▶ [SUPPLIED INFORMATION]:
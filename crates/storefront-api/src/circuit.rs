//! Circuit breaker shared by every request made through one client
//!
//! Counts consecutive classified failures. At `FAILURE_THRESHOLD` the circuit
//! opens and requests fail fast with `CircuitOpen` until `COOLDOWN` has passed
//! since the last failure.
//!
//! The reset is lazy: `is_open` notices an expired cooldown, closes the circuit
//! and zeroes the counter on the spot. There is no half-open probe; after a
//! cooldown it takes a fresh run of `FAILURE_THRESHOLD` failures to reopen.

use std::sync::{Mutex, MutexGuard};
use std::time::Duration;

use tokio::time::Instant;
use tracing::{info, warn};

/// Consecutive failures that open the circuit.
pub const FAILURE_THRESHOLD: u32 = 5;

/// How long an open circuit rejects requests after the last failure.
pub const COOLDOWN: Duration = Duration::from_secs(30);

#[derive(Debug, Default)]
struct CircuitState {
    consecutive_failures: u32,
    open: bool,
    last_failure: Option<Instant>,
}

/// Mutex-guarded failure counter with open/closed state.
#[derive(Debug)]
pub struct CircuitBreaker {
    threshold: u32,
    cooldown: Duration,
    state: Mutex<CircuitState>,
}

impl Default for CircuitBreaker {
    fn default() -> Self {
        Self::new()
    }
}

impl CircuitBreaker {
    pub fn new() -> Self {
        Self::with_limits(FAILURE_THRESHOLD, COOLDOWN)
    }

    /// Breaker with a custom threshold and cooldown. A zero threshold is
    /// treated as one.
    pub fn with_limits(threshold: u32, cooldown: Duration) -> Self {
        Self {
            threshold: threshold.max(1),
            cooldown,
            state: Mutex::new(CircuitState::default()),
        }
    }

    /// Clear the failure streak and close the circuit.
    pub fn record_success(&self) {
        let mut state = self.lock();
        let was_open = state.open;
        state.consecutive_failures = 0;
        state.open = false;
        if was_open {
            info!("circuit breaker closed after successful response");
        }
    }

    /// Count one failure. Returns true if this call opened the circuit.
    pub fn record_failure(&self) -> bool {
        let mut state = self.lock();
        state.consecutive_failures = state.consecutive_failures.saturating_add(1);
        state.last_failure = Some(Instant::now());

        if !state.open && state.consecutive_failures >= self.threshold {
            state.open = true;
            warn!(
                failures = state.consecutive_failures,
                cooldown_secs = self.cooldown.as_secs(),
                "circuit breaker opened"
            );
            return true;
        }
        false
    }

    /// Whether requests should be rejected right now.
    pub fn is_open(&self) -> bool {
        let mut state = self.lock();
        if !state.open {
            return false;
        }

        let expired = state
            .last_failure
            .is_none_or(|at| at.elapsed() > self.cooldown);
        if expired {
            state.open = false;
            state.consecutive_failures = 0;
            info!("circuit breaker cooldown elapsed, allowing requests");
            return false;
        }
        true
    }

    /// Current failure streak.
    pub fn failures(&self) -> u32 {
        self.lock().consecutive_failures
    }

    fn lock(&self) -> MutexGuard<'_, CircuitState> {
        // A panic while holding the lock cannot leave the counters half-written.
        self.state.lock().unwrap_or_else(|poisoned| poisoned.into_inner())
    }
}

--

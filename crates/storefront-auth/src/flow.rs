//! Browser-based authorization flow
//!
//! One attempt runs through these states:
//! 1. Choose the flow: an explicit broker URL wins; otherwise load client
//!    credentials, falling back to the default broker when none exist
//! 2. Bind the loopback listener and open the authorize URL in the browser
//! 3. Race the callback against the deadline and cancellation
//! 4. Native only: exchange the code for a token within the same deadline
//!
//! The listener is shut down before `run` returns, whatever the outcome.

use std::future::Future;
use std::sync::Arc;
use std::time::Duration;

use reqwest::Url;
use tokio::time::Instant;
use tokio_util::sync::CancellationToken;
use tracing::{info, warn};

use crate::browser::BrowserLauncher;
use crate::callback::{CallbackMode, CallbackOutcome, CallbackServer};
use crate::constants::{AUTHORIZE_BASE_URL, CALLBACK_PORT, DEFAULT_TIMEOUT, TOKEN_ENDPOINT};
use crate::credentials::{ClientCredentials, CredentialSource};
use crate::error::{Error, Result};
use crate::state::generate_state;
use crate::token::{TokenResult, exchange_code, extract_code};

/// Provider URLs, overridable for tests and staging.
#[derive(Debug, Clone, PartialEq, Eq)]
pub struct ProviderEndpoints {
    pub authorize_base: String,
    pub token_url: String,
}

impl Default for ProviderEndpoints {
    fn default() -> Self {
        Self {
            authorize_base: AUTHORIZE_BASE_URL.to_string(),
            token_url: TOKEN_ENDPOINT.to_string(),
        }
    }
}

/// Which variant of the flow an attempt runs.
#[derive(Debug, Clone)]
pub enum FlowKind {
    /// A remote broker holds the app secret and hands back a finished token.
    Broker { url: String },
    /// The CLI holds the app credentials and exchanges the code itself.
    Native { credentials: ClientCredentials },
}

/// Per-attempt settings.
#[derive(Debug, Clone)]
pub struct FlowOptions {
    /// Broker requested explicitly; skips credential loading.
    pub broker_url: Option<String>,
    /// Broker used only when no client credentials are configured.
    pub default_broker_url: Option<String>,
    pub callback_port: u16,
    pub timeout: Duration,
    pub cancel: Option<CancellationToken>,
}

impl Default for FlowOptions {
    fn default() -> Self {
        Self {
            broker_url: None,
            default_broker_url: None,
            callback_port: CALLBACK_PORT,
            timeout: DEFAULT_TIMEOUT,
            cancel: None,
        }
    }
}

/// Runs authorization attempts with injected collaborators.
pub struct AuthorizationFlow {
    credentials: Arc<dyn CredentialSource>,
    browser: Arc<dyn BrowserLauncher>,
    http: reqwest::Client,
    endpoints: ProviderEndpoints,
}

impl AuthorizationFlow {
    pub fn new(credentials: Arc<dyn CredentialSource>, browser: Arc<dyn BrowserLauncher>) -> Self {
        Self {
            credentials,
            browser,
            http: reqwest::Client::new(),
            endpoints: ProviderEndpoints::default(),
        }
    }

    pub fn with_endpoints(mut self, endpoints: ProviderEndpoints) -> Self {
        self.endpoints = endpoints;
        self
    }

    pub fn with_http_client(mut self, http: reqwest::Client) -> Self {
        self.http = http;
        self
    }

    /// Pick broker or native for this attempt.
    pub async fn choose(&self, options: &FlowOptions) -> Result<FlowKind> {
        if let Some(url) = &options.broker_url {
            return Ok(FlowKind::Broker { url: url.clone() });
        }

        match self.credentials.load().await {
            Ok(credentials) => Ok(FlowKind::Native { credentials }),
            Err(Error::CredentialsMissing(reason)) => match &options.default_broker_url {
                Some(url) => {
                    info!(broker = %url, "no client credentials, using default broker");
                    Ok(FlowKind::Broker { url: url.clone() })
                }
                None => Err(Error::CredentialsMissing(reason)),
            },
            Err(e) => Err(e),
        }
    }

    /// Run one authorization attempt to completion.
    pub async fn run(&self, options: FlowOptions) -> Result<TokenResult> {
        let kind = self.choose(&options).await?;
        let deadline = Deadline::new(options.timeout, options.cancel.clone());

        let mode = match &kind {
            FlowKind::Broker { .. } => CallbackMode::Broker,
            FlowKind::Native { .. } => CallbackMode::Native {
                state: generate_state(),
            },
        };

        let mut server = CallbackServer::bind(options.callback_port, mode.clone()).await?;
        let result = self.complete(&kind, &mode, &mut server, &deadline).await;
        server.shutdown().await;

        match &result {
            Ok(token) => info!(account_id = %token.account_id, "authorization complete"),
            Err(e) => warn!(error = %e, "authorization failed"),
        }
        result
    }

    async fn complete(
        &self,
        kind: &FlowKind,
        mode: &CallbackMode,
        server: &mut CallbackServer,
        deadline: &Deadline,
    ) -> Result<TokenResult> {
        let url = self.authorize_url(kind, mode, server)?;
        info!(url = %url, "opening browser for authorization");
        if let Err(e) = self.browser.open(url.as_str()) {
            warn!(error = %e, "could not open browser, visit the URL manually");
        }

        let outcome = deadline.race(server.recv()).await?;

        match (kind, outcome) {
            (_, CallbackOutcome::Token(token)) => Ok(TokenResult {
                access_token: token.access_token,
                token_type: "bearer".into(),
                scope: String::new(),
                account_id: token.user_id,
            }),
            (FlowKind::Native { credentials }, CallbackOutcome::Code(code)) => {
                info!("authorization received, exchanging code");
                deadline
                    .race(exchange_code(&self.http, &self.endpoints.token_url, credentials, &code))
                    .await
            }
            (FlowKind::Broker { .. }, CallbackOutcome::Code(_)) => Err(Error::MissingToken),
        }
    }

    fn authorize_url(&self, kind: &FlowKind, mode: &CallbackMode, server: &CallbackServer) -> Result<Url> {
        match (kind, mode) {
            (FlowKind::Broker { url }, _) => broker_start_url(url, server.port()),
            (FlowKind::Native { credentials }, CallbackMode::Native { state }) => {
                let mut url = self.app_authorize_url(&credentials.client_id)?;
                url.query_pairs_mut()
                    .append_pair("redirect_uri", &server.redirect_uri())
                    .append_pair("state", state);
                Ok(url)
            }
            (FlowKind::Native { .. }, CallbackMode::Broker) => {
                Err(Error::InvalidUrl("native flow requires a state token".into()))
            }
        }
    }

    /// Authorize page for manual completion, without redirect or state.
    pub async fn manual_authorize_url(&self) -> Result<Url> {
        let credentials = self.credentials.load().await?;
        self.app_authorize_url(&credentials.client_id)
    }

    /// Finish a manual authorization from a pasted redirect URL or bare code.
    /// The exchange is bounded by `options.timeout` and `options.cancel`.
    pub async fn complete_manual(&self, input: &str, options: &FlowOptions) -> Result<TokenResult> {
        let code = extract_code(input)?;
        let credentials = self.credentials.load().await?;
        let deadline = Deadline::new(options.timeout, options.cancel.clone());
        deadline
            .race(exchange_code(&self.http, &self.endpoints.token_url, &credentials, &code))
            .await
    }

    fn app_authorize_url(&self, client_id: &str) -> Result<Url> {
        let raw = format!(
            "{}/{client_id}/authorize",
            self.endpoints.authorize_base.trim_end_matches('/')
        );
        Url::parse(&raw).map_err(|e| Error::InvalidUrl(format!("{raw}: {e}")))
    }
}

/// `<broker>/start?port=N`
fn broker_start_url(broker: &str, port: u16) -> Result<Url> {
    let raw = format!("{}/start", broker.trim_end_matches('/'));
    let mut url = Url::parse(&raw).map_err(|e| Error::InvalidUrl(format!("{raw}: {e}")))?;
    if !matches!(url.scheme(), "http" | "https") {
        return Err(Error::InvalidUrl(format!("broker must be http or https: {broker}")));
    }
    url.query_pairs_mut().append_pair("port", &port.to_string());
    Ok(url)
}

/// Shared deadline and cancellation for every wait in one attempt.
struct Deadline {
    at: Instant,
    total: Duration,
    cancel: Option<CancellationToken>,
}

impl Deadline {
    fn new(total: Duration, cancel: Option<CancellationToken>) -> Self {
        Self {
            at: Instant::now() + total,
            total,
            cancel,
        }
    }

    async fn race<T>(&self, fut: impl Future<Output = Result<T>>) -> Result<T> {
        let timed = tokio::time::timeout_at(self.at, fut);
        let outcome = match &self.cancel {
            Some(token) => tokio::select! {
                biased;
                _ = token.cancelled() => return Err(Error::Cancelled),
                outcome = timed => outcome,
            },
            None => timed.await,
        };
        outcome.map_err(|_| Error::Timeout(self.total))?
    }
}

* * *

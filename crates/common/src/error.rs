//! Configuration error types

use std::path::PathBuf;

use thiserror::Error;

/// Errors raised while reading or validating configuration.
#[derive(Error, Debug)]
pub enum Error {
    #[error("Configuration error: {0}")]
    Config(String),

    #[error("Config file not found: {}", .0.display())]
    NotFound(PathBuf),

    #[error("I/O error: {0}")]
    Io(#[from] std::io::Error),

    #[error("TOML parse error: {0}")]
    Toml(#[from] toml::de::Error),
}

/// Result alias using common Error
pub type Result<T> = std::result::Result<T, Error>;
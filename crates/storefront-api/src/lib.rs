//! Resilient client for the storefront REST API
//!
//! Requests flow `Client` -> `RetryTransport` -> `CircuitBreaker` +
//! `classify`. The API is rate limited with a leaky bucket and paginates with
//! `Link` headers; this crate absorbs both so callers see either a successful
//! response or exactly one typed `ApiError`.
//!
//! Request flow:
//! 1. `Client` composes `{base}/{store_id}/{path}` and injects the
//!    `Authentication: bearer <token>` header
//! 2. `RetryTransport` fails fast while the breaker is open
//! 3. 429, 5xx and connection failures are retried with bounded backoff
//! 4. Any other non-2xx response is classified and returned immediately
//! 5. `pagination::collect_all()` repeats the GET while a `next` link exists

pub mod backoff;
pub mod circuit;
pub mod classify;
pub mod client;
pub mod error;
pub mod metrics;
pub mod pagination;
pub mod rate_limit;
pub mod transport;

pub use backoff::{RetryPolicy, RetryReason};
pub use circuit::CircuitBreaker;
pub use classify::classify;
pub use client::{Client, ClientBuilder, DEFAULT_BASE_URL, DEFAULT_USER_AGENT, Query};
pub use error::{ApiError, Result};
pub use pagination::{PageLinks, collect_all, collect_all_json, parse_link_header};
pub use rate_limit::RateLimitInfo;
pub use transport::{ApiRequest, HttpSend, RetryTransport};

▶ [WHAT TO PRODUCE]:
Reproduce word for word the material above, beginning with the line that contains "the deadline and cancellation" and ending with the line that contains "use crate::state::generate_state;".

▶ [ANSWER TO THE PROBLEM]:
//! 3. Race the callback against the deadline and cancellation
//! 4. Native only: exchange the code for a token within the same deadline
//!
//! The listener is shut down before `run` returns, whatever the outcome.

use std::future::Future;
use std::sync::Arc;
use std::time::Duration;

use reqwest::Url;
use tokio::time::Instant;
use tokio_util::sync::CancellationToken;
use tracing::{info, warn};

use crate::browser::BrowserLauncher;
use crate::callback::{CallbackMode, CallbackOutcome, CallbackServer};
use crate::constants::{AUTHORIZE_BASE_URL, CALLBACK_PORT, DEFAULT_TIMEOUT, TOKEN_ENDPOINT};
use crate::credentials::{ClientCredentials, CredentialSource};
use crate::error::{Error, Result};
use crate::state::generate_state;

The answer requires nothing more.